[EXERCISE DIRECTIONS]:
Copy every line of the data that contains the string "over".

[SOURCE DATA]:
************
// src/pipeline/generate.rs

//! Catalog generation: providers → shards → storage writes → index write.

use std::sync::Arc;

use chrono::{DateTime, Utc};

use crate::config::Config;
use crate::error::Result;
use crate::models::IndexEntry;
use crate::providers::UrlProvider;
use crate::serializer::{IndexSerializer, UrlSetSerializer};
use crate::storage::SitemapStorage;

/// Metadata about one completed generation pass.
#[derive(Debug, Clone)]
pub struct GenerationSummary {
    /// Number of shard files written
    pub shard_count: usize,
    /// Total entries across all shards
    pub entry_count: usize,
    /// Public URL of the index document
    pub index_url: String,
    /// Timestamp of the pass
    pub timestamp: DateTime<Utc>,
}

/// Turns an ordered list of providers into a sharded, stored catalog plus
/// index document.
///
/// Entries are pulled one at a time, so memory use is bounded by
/// `max_entries_per_file` rather than total catalog size. Providers are
/// drained strictly in order, storage writes are sequential and awaited,
/// and the index is written last. A failed write aborts the pass with no
/// index write and no rollback of already-flushed shards; callers retry
/// the whole pass.
pub struct SitemapGenerator {
    providers: Vec<Arc<dyn UrlProvider>>,
    storage: Arc<dyn SitemapStorage>,
    config: Config,
}

impl SitemapGenerator {
    /// Create a generator over the given providers and storage.
    pub fn new(
        providers: Vec<Arc<dyn UrlProvider>>,
        storage: Arc<dyn SitemapStorage>,
        config: Config,
    ) -> Self {
        Self {
            providers,
            storage,
            config,
        }
    }

    /// The providers this generator consumes, in order.
    pub fn providers(&self) -> &[Arc<dyn UrlProvider>] {
        &self.providers
    }

    /// The active configuration.
    pub fn config(&self) -> &Config {
        &self.config
    }

    /// Run one full generation pass.
    ///
    /// Shards are numbered contiguously from 1. Every non-final shard holds
    /// exactly `max_entries_per_file` entries; a shard with zero entries is
    /// never written. The index document is written unconditionally, even
    /// for an empty catalog.
    pub async fn generate(&self) -> Result<GenerationSummary> {
        let mut index = IndexSerializer::new(&self.config.base_url, self.config.pretty);
        let mut shard = self.new_shard();
        let mut next_shard = 1usize;
        let mut entry_count = 0usize;

        for provider in &self.providers {
            let mut source = provider.entries().await?;
            while let Some(entry) = source.next().await {
                shard.add(entry?)?;
                entry_count += 1;

                if shard.len() >= self.config.max_entries_per_file {
                    self.flush_shard(&mut shard, &mut index, &mut next_shard)
                        .await?;
                }
            }
        }

        if !shard.is_empty() {
            self.flush_shard(&mut shard, &mut index, &mut next_shard)
                .await?;
        }

        let index_xml = index.to_xml()?;
        self.storage.write(&self.config.filename, &index_xml).await?;
        let index_url = self.storage.url_for(&self.config.filename);

        let shard_count = next_shard - 1;
        log::info!(
            "Generation pass complete: {} entries in {} shards, index at {}",
            entry_count,
            shard_count,
            index_url
        );

        Ok(GenerationSummary {
            shard_count,
            entry_count,
            index_url,
            timestamp: Utc::now(),
        })
    }

    fn new_shard(&self) -> UrlSetSerializer {
        UrlSetSerializer::new(&self.config.base_url, self.config.pretty)
    }

    /// Serialize the active shard, persist it, register it in the index,
    /// and reset the accumulator.
    async fn flush_shard(
        &self,
        shard: &mut UrlSetSerializer,
        index: &mut IndexSerializer,
        next_shard: &mut usize,
    ) -> Result<()> {
        let filename = self.config.shard_filename(*next_shard);
        let xml = shard.to_xml()?;
        self.storage.write(&filename, &xml).await?;

        index.add(IndexEntry::new(self.storage.url_for(&filename)).with_last_modified(Utc::now()));
        log::info!("Flushed shard {} ({} entries)", filename, shard.len());

        *next_shard += 1;
        *shard = self.new_shard();
        Ok(())
    }
}

#[cfg(test)]
mod tests {
    use super::*;
    use crate::models::Entry;
    use crate::providers::{EntrySource, StaticProvider};
    use crate::storage::MemoryStorage;
    use async_trait::async_trait;

    fn test_config(max_entries_per_file: usize) -> Config {
        let mut config = Config::new("https://example.com");
        config.max_entries_per_file = max_entries_per_file;
        config
    }

    fn entries(urls: &[&str]) -> Vec<Entry> {
        urls.iter().map(|u| Entry::new(*u)).collect()
    }

    fn generator(
        providers: Vec<Arc<dyn UrlProvider>>,
        max_entries_per_file: usize,
    ) -> (SitemapGenerator, Arc<MemoryStorage>) {
        let storage = Arc::new(MemoryStorage::new("https://example.com"));
        let generator =
            SitemapGenerator::new(providers, storage.clone(), test_config(max_entries_per_file));
        (generator, storage)
    }

    #[tokio::test]
    async fn test_five_entries_two_per_shard() {
        let provider = Arc::new(StaticProvider::new(entries(&[
            "/a", "/b", "/c", "/d", "/e",
        ])));
        let (generator, storage) = generator(vec![provider], 2);

        let summary = generator.generate().await.unwrap();
        assert_eq!(summary.shard_count, 3);
        assert_eq!(summary.entry_count, 5);

        assert_eq!(
            storage.filenames(),
            vec![
                "sitemap-1.xml",
                "sitemap-2.xml",
                "sitemap-3.xml",
                "sitemap.xml"
            ]
        );

        let shard1 = storage.get("sitemap-1.xml").unwrap();
        assert!(shard1.contains("<loc>https://example.com/a</loc>"));
        assert!(shard1.contains("<loc>https://example.com/b</loc>"));
        assert!(!shard1.contains("/c<"));

        let shard3 = storage.get("sitemap-3.xml").unwrap();
        assert!(shard3.contains("<loc>https://example.com/e</loc>"));
        assert_eq!(shard3.matches("<url>").count(), 1);

        let index = storage.get("sitemap.xml").unwrap();
        assert_eq!(index.matches("<sitemap>").count(), 3);
        assert!(index.contains("<loc>https://example.com/sitemap-1.xml</loc>"));
        assert!(index.contains("<loc>https://example.com/sitemap-2.xml</loc>"));
        assert!(index.contains("<loc>https://example.com/sitemap-3.xml</loc>"));
    }

    #[tokio::test]
    async fn test_exact_multiple_leaves_no_partial_shard() {
        let provider = Arc::new(StaticProvider::new(entries(&["/a", "/b", "/c", "/d"])));
        let (generator, storage) = generator(vec![provider], 2);

        let summary = generator.generate().await.unwrap();
        assert_eq!(summary.shard_count, 2);
        assert_eq!(storage.len(), 3); // two shards + index
    }

    #[tokio::test]
    async fn test_empty_catalog_writes_only_empty_index() {
        let provider = Arc::new(StaticProvider::new(vec![]));
        let (generator, storage) = generator(vec![provider], 2);

        let summary = generator.generate().await.unwrap();
        assert_eq!(summary.shard_count, 0);
        assert_eq!(summary.entry_count, 0);

        assert_eq!(storage.filenames(), vec!["sitemap.xml"]);
        let index = storage.get("sitemap.xml").unwrap();
        assert!(!index.contains("<sitemap>"));
    }

    #[tokio::test]
    async fn test_multiple_providers_drained_in_order() {
        let first = Arc::new(StaticProvider::new(entries(&["/a", "/b"])));
        let second = Arc::new(StaticProvider::new(entries(&["/c"])));
        let (generator, storage) = generator(vec![first, second], 2);

        let summary = generator.generate().await.unwrap();
        assert_eq!(summary.shard_count, 2);

        let shard1 = storage.get("sitemap-1.xml").unwrap();
        assert!(shard1.contains("/a<"));
        assert!(shard1.contains("/b<"));
        let shard2 = storage.get("sitemap-2.xml").unwrap();
        assert!(shard2.contains("/c<"));
    }

    struct LazyProvider {
        urls: Vec<&'static str>,
    }

    #[async_trait]
    impl UrlProvider for LazyProvider {
        async fn entries(&self) -> crate::error::Result<EntrySource> {
            let items: Vec<_> = self.urls.iter().map(|u| Ok(Entry::new(*u))).collect();
            Ok(EntrySource::stream(futures::stream::iter(items)))
        }
    }

    #[tokio::test]
    async fn test_lazy_provider_sharded_identically() {
        let provider = Arc::new(LazyProvider {
            urls: vec!["/a", "/b", "/c"],
        });
        let (generator, storage) = generator(vec![provider], 2);

        let summary = generator.generate().await.unwrap();
        assert_eq!(summary.shard_count, 2);
        assert_eq!(summary.entry_count, 3);
        assert_eq!(storage.len(), 3);
    }

    #[tokio::test]
    async fn test_provider_error_aborts_pass_without_index() {
        struct FailingProvider;

        #[async_trait]
        impl UrlProvider for FailingProvider {
            async fn entries(&self) -> crate::error::Result<EntrySource> {
                Err(crate::error::AppError::provider("failing", "unreachable"))
            }
        }

        let ok = Arc::new(StaticProvider::new(entries(&["/a", "/b"])));
        let bad = Arc::new(FailingProvider);
        let (generator, storage) =
            generator(vec![ok as Arc<dyn UrlProvider>, bad as Arc<dyn UrlProvider>], 2);

        assert!(generator.generate().await.is_err());
        // The first shard flushed before the failure, but no index exists.
        assert!(storage.get("sitemap.xml").is_none());
        assert!(storage.get("sitemap-1.xml").is_some());
    }

    #[tokio::test]
    async fn test_ceil_division_shard_count() {
        for (n, m, expected) in [(1, 1, 1), (10, 3, 4), (9, 3, 3), (50, 7, 8)] {
            let urls: Vec<String> = (0..n).map(|i| format!("/page/{i}")).collect();
            let provider = Arc::new(StaticProvider::new(
                urls.iter().map(|u| Entry::new(u.as_str())).collect(),
            ));
            let (generator, _storage) = generator(vec![provider], m);

            let summary = generator.generate().await.unwrap();
            assert_eq!(summary.shard_count, expected, "N={n} M={m}");
        }
    }
}
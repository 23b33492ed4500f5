// src/config.rs

//! Application configuration structures.

use std::fs;
use std::path::Path;

use serde::{Deserialize, Serialize};

use crate::error::{AppError, Result};

/// Root application configuration.
#[derive(Debug, Clone, Serialize, Deserialize)]
pub struct Config {
    /// Base URL that path-only entry urls are resolved against
    #[serde(default)]
    pub base_url: String,

    /// Maximum entries per shard file (the public protocol ceiling)
    #[serde(default = "defaults::max_entries_per_file")]
    pub max_entries_per_file: usize,

    /// Output filename for the index document; shards derive from its stem
    #[serde(default = "defaults::filename")]
    pub filename: String,

    /// Indent the rendered documents (cosmetic only)
    #[serde(default)]
    pub pretty: bool,

    /// Cache TTL in seconds for request-driven serving
    #[serde(default = "defaults::cache_ttl_secs")]
    pub cache_ttl_secs: u64,

    /// Seed the change log with one add record per entry after a full pass
    #[serde(default)]
    pub auto_track: bool,
}

impl Config {
    /// Create a configuration with defaults for the given base URL.
    pub fn new(base_url: impl Into<String>) -> Self {
        Self {
            base_url: base_url.into(),
            ..Self::default()
        }
    }

    /// Load configuration from a TOML file.
    pub fn load(path: impl AsRef<Path>) -> Result<Self> {
        let content = fs::read_to_string(path)?;
        Ok(toml::from_str(&content)?)
    }

    /// Load configuration or return default if loading fails.
    pub fn load_or_default(path: impl AsRef<Path>) -> Self {
        Self::load(&path).unwrap_or_else(|e| {
            log::warn!(
                "Config load failed from {:?}: {}. Using defaults.",
                path.as_ref(),
                e
            );
            Self::default()
        })
    }

    /// Validate configuration values for basic sanity.
    pub fn validate(&self) -> Result<()> {
        if self.base_url.trim().is_empty() {
            return Err(AppError::validation("base_url is empty"));
        }
        if url::Url::parse(&self.base_url).is_err() {
            return Err(AppError::validation(format!(
                "base_url is not a valid URL: {}",
                self.base_url
            )));
        }
        if self.max_entries_per_file == 0 {
            return Err(AppError::validation("max_entries_per_file must be > 0"));
        }
        if self.filename.trim().is_empty() {
            return Err(AppError::validation("filename is empty"));
        }
        Ok(())
    }

    /// Shard filename for a 1-based shard number, derived from the index
    /// filename stem.
    pub fn shard_filename(&self, shard_number: usize) -> String {
        let stem = self
            .filename
            .strip_suffix(".xml")
            .unwrap_or(&self.filename);
        format!("{stem}-{shard_number}.xml")
    }
}

impl Default for Config {
    fn default() -> Self {
        Self {
            base_url: String::new(),
            max_entries_per_file: defaults::max_entries_per_file(),
            filename: defaults::filename(),
            pretty: false,
            cache_ttl_secs: defaults::cache_ttl_secs(),
            auto_track: false,
        }
    }
}

mod defaults {
    pub fn max_entries_per_file() -> usize {
        50_000
    }

    pub fn filename() -> String {
        "sitemap.xml".to_string()
    }

    pub fn cache_ttl_secs() -> u64 {
        3600
    }
}

#[cfg(test)]
mod tests {
    use super::*;

    #[test]
    fn test_defaults() {
        let config = Config::default();
        assert_eq!(config.max_entries_per_file, 50_000);
        assert_eq!(config.filename, "sitemap.xml");
        assert!(!config.pretty);
    }

    #[test]
    fn test_validate_rejects_bad_values() {
        assert!(Config::default().validate().is_err());

        let mut config = Config::new("https://example.com");
        assert!(config.validate().is_ok());

        config.max_entries_per_file = 0;
        assert!(config.validate().is_err());

        let config = Config::new("not a url");
        assert!(config.validate().is_err());
    }

    #[test]
    fn test_shard_filename_from_stem() {
        let config = Config::new("https://example.com");
        assert_eq!(config.shard_filename(1), "sitemap-1.xml");
        assert_eq!(config.shard_filename(12), "sitemap-12.xml");

        let mut config = Config::new("https://example.com");
        config.filename = "catalog.xml".to_string();
        assert_eq!(config.shard_filename(3), "catalog-3.xml");
    }

    #[test]
    fn test_toml_round_trip() {
        let toml_str = r#"
            base_url = "https://example.com"
            max_entries_per_file = 100
            pretty = true
        "#;
        let config: Config = toml::from_str(toml_str).unwrap();
        assert_eq!(config.base_url, "https://example.com");
        assert_eq!(config.max_entries_per_file, 100);
        assert!(config.pretty);
        assert_eq!(config.filename, "sitemap.xml");
    }
}
// src/pipeline/mod.rs

//! Pipeline entry points for catalog generation.
//!
//! - `SitemapGenerator`: providers → shards → storage writes → index write
//! - `DiffCalculator`: what changed between two catalog states
//! - `IncrementalCoordinator`: change-log-driven regeneration on top of both

pub mod diff;
pub mod generate;
pub mod incremental;

pub use diff::{DiffCalculator, DiffResult, calculate_diff};
pub use generate::{GenerationSummary, SitemapGenerator};
pub use incremental::{IncrementalCoordinator, IncrementalOutcome};
// src/providers/mod.rs

//! URL providers, the input side of a generation pass.
//!
//! A provider hands back an [`EntrySource`]: either an already-materialized
//! collection or a lazy stream. The source is the single consumption
//! boundary, so the generator loop pulls entries one at a time through one
//! dispatch point regardless of how the provider produces them.

mod file;

use std::fmt;

use async_trait::async_trait;
use futures::stream::{BoxStream, Stream, StreamExt};

use crate::error::Result;
use crate::models::Entry;

pub use file::FileProvider;

/// A source of catalog entries, consumed once per generation pass.
#[async_trait]
pub trait UrlProvider: Send + Sync {
    /// Produce this provider's entries.
    async fn entries(&self) -> Result<EntrySource>;
}

/// Tagged union over the two shapes a provider can produce.
pub enum EntrySource {
    /// An already-materialized collection.
    Eager(std::vec::IntoIter<Entry>),
    /// A lazy sequence, consumed incrementally.
    Stream(BoxStream<'static, Result<Entry>>),
}

// Boxed streams are opaque, so Debug cannot be derived.
impl fmt::Debug for EntrySource {
    fn fmt(&self, f: &mut fmt::Formatter<'_>) -> fmt::Result {
        match self {
            Self::Eager(iter) => f.debug_tuple("Eager").field(&iter.len()).finish(),
            Self::Stream(_) => f.write_str("Stream(..)"),
        }
    }
}

impl EntrySource {
    /// Wrap a materialized collection.
    pub fn eager(entries: Vec<Entry>) -> Self {
        Self::Eager(entries.into_iter())
    }

    /// Wrap a lazy stream.
    pub fn stream(stream: impl Stream<Item = Result<Entry>> + Send + 'static) -> Self {
        Self::Stream(stream.boxed())
    }

    /// Pull the next entry, if any.
    pub async fn next(&mut self) -> Option<Result<Entry>> {
        match self {
            Self::Eager(iter) => iter.next().map(Ok),
            Self::Stream(stream) => stream.next().await,
        }
    }

    /// Drain the source into a vector.
    pub async fn collect(mut self) -> Result<Vec<Entry>> {
        let mut entries = Vec::new();
        while let Some(entry) = self.next().await {
            entries.push(entry?);
        }
        Ok(entries)
    }
}

/// Provider over a fixed, in-memory entry collection.
#[derive(Debug, Clone, Default)]
pub struct StaticProvider {
    entries: Vec<Entry>,
}

impl StaticProvider {
    pub fn new(entries: Vec<Entry>) -> Self {
        Self { entries }
    }
}

#[async_trait]
impl UrlProvider for StaticProvider {
    async fn entries(&self) -> Result<EntrySource> {
        Ok(EntrySource::eager(self.entries.clone()))
    }
}

#[cfg(test)]
mod tests {
    use super::*;

    #[tokio::test]
    async fn test_eager_source_yields_in_order() {
        let mut source = EntrySource::eager(vec![Entry::new("/a"), Entry::new("/b")]);
        assert_eq!(source.next().await.unwrap().unwrap().url, "/a");
        assert_eq!(source.next().await.unwrap().unwrap().url, "/b");
        assert!(source.next().await.is_none());
    }

    #[tokio::test]
    async fn test_stream_source_yields_lazily() {
        let stream = futures::stream::iter(vec![Ok(Entry::new("/a")), Ok(Entry::new("/b"))]);
        let mut source = EntrySource::stream(stream);
        assert_eq!(source.next().await.unwrap().unwrap().url, "/a");
        assert_eq!(source.next().await.unwrap().unwrap().url, "/b");
        assert!(source.next().await.is_none());
    }

    #[tokio::test]
    async fn test_collect_propagates_errors() {
        let stream = futures::stream::iter(vec![
            Ok(Entry::new("/a")),
            Err(crate::error::AppError::provider("test", "boom")),
        ]);
        let source = EntrySource::stream(stream);
        assert!(source.collect().await.is_err());
    }

    #[test]
    fn test_source_debug_stays_opaque() {
        let eager = EntrySource::eager(vec![Entry::new("/a")]);
        assert_eq!(format!("{eager:?}"), "Eager(1)");

        let stream = EntrySource::stream(futures::stream::iter(vec![Ok(Entry::new("/a"))]));
        assert_eq!(format!("{stream:?}"), "Stream(..)");
    }

    #[tokio::test]
    async fn test_static_provider() {
        let provider = StaticProvider::new(vec![Entry::new("/a")]);
        let entries = provider.entries().await.unwrap().collect().await.unwrap();
        assert_eq!(entries.len(), 1);
        assert_eq!(entries[0].url, "/a");
    }
}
************
[THE COMPLETED TASK]:
    /// Create a generator over the given providers and storage.
/// Tagged union over the two shapes a provider can produce.
/// Provider over a fixed, in-memory entry collection.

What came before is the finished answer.